__TASK INSTRUCTIONS__
The answer is every line of the records that holds the word "highest", copied in full.

Saved entries
================
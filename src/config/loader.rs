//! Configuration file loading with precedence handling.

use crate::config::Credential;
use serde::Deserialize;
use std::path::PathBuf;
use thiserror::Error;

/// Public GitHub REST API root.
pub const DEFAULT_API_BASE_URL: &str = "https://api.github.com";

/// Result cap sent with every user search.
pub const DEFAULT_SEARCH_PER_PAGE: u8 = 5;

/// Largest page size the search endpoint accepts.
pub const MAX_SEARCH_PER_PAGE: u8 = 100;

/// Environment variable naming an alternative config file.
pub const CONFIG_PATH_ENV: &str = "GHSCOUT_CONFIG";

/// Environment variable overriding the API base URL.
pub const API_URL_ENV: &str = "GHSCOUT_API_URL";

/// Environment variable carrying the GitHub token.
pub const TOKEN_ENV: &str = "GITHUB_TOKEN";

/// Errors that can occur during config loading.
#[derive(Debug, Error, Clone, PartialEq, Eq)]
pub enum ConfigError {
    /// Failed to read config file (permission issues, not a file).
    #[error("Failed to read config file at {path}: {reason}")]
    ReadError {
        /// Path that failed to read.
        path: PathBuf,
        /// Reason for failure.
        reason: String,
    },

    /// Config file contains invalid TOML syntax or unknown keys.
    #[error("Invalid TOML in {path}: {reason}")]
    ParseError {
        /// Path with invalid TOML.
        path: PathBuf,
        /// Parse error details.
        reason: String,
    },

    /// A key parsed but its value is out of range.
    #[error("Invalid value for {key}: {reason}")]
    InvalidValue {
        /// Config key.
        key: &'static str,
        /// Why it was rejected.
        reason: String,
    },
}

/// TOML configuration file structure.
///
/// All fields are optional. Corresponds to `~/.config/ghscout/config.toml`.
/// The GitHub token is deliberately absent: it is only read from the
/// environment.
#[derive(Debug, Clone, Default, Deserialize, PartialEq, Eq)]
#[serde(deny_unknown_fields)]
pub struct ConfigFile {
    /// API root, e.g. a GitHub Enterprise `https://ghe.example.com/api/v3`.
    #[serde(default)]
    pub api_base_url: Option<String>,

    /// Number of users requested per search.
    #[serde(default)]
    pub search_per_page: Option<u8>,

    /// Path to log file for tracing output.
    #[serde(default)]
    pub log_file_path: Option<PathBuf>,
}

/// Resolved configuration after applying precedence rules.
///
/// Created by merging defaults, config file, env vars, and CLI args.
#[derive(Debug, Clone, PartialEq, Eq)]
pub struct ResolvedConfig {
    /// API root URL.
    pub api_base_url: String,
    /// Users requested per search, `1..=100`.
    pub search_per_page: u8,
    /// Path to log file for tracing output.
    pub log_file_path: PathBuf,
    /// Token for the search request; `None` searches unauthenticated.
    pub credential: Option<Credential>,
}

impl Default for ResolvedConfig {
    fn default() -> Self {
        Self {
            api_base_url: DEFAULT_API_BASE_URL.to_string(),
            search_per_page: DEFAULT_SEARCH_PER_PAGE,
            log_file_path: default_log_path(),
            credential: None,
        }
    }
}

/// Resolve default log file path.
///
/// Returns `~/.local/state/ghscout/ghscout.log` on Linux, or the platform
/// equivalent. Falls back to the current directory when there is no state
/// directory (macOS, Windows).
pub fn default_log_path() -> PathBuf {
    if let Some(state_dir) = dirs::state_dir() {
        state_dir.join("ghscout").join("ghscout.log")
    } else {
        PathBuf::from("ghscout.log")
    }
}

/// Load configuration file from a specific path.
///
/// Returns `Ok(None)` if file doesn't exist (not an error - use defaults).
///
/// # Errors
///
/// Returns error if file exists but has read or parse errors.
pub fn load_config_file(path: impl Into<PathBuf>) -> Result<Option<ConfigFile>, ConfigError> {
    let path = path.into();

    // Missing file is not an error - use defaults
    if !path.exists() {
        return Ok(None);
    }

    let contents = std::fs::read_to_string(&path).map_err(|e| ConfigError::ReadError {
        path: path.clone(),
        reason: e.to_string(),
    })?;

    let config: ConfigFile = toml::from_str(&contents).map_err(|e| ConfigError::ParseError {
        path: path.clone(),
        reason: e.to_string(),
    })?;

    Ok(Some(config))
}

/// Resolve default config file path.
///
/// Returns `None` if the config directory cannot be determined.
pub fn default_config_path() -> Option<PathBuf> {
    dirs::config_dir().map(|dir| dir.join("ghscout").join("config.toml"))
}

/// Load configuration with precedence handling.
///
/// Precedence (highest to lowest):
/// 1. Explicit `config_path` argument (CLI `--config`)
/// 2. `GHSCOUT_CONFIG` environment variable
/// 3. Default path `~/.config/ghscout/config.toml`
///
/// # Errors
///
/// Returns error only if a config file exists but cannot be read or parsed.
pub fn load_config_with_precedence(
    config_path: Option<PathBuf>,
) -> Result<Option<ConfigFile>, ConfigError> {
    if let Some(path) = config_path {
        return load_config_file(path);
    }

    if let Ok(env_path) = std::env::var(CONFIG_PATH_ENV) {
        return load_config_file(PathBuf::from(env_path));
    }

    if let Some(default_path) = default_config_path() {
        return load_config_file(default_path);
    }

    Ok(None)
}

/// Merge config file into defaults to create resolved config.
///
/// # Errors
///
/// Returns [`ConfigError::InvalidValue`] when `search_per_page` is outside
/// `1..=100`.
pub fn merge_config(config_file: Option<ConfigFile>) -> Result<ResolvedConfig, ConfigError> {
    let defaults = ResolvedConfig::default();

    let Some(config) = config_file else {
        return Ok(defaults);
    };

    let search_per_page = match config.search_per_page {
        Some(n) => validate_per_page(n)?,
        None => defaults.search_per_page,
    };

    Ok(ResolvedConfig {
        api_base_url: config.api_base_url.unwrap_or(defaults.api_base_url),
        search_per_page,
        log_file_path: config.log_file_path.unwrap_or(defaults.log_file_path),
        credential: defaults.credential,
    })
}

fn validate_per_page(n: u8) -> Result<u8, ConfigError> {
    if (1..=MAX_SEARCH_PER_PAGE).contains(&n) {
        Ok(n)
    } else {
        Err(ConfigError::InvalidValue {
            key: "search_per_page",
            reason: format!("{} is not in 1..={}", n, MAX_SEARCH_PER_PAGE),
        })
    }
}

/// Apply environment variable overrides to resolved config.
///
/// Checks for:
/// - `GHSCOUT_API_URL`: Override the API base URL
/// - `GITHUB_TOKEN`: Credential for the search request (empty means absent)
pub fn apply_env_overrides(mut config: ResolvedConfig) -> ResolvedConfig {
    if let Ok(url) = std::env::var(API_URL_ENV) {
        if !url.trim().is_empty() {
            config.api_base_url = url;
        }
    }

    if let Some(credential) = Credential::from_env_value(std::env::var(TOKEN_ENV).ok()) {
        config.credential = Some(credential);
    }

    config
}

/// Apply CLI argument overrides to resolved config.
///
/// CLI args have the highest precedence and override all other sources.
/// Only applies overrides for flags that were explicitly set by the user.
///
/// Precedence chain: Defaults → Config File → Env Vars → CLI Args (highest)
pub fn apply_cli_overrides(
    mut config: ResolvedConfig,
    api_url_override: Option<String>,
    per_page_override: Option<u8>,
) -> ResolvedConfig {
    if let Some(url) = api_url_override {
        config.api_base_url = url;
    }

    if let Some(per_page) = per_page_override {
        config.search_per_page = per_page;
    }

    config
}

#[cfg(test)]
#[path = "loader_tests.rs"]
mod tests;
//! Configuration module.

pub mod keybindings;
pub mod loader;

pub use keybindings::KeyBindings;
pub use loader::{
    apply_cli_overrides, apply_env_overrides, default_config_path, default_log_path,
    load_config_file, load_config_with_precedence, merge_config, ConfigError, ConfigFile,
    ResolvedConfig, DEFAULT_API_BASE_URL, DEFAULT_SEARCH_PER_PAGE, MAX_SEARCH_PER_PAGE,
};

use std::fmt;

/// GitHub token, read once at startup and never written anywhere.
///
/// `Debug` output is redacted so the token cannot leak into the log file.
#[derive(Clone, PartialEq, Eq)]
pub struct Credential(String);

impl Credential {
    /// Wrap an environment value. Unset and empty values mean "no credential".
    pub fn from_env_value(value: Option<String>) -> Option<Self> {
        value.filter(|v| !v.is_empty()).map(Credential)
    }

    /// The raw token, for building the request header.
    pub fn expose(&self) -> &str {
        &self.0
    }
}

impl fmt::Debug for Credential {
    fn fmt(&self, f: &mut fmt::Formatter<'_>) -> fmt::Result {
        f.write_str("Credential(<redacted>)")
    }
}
================
__WRITTEN REPLY__
/// Precedence (highest to lowest):
/// CLI args have the highest precedence and override all other sources.
/// Precedence chain: Defaults → Config File → Env Vars → CLI Args (highest)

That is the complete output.